Your assignment: The answer should be every line below, retyped exactly.

Information shown:
+ + + + +

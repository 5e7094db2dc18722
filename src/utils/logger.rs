use tracing_subscriber::{layer::SubscriberExt, util::SubscriberInitExt, EnvFilter};

pub fn init_cli_logger(verbose: bool) {
    let filter = if verbose {
        EnvFilter::try_from_default_env()
            .unwrap_or_else(|_| EnvFilter::new("invoice_reactor=debug,info"))
    } else {
        EnvFilter::try_from_default_env()
            .unwrap_or_else(|_| EnvFilter::new("invoice_reactor=info"))
    };

    tracing_subscriber::registry()
        .with(filter)
        .with(
            tracing_subscriber::fmt::layer()
                .with_target(false)
                .with_thread_ids(false)
                .with_file(false)
                .with_line_number(false)
                .compact(),
        )
        .init();
}
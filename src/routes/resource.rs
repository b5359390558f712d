//! Resource routes: one path per kind, HTTP method picks the engine operation.
//! `/blogs` and `/pastes` get the full CRUD set; `/static` only serves point lookups.

use crate::handlers::resource::{create, get, get_one, remove, update};
use crate::resource::{Page, Paste, Resource, StaticPage};
use crate::state::AppState;
use axum::{routing, routing::MethodRouter, Router};
use tower_http::limit::RequestBodyLimitLayer;

/// Largest accepted request body.
pub const BODY_LIMIT: usize = 1024 * 1024;

fn path<T: Resource>() -> String {
    format!("/{}", T::KIND)
}

/// GET (one or list), POST, PUT and DELETE for a writable kind.
pub fn crud<T: Resource>() -> MethodRouter<AppState> {
    routing::get(get::<T>)
        .post(create::<T>)
        .put(update::<T>)
        .delete(remove::<T>)
}

/// GET by id only.
pub fn read_only<T: Resource>() -> MethodRouter<AppState> {
    routing::get(get_one::<T>)
}

pub fn resource_routes(state: AppState) -> Router {
    Router::new()
        .route(&path::<Page>(), crud::<Page>())
        .route(&path::<Paste>(), crud::<Paste>())
        .route(&path::<StaticPage>(), read_only::<StaticPage>())
        .layer(RequestBodyLimitLayer::new(BODY_LIMIT))
        .with_state(state)
}
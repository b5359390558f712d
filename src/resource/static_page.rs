//! Static page: point lookup only, no listing or writes over HTTP.

use super::{text, Column, Layout, Resource};
use crate::criteria::ById;
use crate::storage::{Row, StorageError};
use crate::table::Tables;
use serde::{Deserialize, Serialize};
use serde_json::Value;

static LAYOUT: Layout = Layout {
    record: &[Column::new("id", "text"), Column::new("title", "text")],
    content: &[Column::new("body", "text")],
    order_by: "id",
};

#[derive(Clone, Debug, Default, PartialEq, Serialize, Deserialize)]
pub struct StaticPage {
    #[serde(default)]
    pub id: String,
    #[serde(default)]
    pub title: String,
    pub body: String,
}

impl Resource for StaticPage {
    type Criteria = ById;

    const KIND: &'static str = "static";

    fn layout() -> &'static Layout {
        &LAYOUT
    }

    fn default_tables() -> Tables {
        Tables::new("static_pages", "page_content")
    }

    fn id(&self) -> &str {
        &self.id
    }

    fn set_id(&mut self, id: String) {
        self.id = id;
    }

    fn record_row(&self) -> Row {
        let mut row = Row::new();
        row.insert("id".into(), Value::String(self.id.clone()));
        row.insert("title".into(), Value::String(self.title.clone()));
        row
    }

    fn content_row(&self) -> Row {
        let mut row = Row::new();
        row.insert("body".into(), Value::String(self.body.clone()));
        row
    }

    fn from_row(row: &Row) -> Result<Self, StorageError> {
        Ok(StaticPage {
            id: text(row, "id")?,
            title: text(row, "title")?,
            body: text(row, "body")?,
        })
    }
}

+ + + + +

Reply to the exercise:
repository 5e7094db2dc18722
filename src/utils/logger.rs
use tracing_subscriber::{layer::SubscriberExt, util::SubscriberInitExt, EnvFilter};

pub fn init_cli_logger(verbose: bool) {
    let filter = if verbose {
        EnvFilter::try_from_default_env()
            .unwrap_or_else(|_| EnvFilter::new("invoice_reactor=debug,info"))
    } else {
        EnvFilter::try_from_default_env()
            .unwrap_or_else(|_| EnvFilter::new("invoice_reactor=info"))
    };

    tracing_subscriber::registry()
        .with(filter)
        .with(
            tracing_subscriber::fmt::layer()
                .with_target(false)
                .with_thread_ids(false)
                .with_file(false)
                .with_line_number(false)
                .compact(),
        )
        .init();
}
filename src/routes/resource.rs
repository b5359390558f712d
//! Resource routes: one path per kind, HTTP method picks the engine operation.
//! `/blogs` and `/pastes` get the full CRUD set; `/static` only serves point lookups.

use crate::handlers::resource::{create, get, get_one, remove, update};
use crate::resource::{Page, Paste, Resource, StaticPage};
use crate::state::AppState;
use axum::{routing, routing::MethodRouter, Router};
use tower_http::limit::RequestBodyLimitLayer;

/// Largest accepted request body.
pub const BODY_LIMIT: usize = 1024 * 1024;

fn path<T: Resource>() -> String {
    format!("/{}", T::KIND)
}

/// GET (one or list), POST, PUT and DELETE for a writable kind.
pub fn crud<T: Resource>() -> MethodRouter<AppState> {
    routing::get(get::<T>)
        .post(create::<T>)
        .put(update::<T>)
        .delete(remove::<T>)
}

/// GET by id only.
pub fn read_only<T: Resource>() -> MethodRouter<AppState> {
    routing::get(get_one::<T>)
}

pub fn resource_routes(state: AppState) -> Router {
    Router::new()
        .route(&path::<Page>(), crud::<Page>())
        .route(&path::<Paste>(), crud::<Paste>())
        .route(&path::<StaticPage>(), read_only::<StaticPage>())
        .layer(RequestBodyLimitLayer::new(BODY_LIMIT))
        .with_state(state)
}
repository b5359390558f712d
filename src/resource/static_page.rs
//! Static page: point lookup only, no listing or writes over HTTP.

use super::{text, Column, Layout, Resource};
use crate::criteria::ById;
use crate::storage::{Row, StorageError};
use crate::table::Tables;
use serde::{Deserialize, Serialize};
use serde_json::Value;

static LAYOUT: Layout = Layout {
    record: &[Column::new("id", "text"), Column::new("title", "text")],
    content: &[Column::new("body", "text")],
    order_by: "id",
};

#[derive(Clone, Debug, Default, PartialEq, Serialize, Deserialize)]
pub struct StaticPage {
    #[serde(default)]
    pub id: String,
    #[serde(default)]
    pub title: String,
    pub body: String,
}

impl Resource for StaticPage {
    type Criteria = ById;

    const KIND: &'static str = "static";

    fn layout() -> &'static Layout {
        &LAYOUT
    }

    fn default_tables() -> Tables {
        Tables::new("static_pages", "page_content")
    }

    fn id(&self) -> &str {
        &self.id
    }

    fn set_id(&mut self, id: String) {
        self.id = id;
    }

    fn record_row(&self) -> Row {
        let mut row = Row::new();
        row.insert("id".into(), Value::String(self.id.clone()));
        row.insert("title".into(), Value::String(self.title.clone()));
        row
    }

    fn content_row(&self) -> Row {
        let mut row = Row::new();
        row.insert("body".into(), Value::String(self.body.clone()));
        row
    }

    fn from_row(row: &Row) -> Result<Self, StorageError> {
        Ok(StaticPage {
            id: text(row, "id")?,
            title: text(row, "title")?,
            body: text(row, "body")?,
        })
    }
}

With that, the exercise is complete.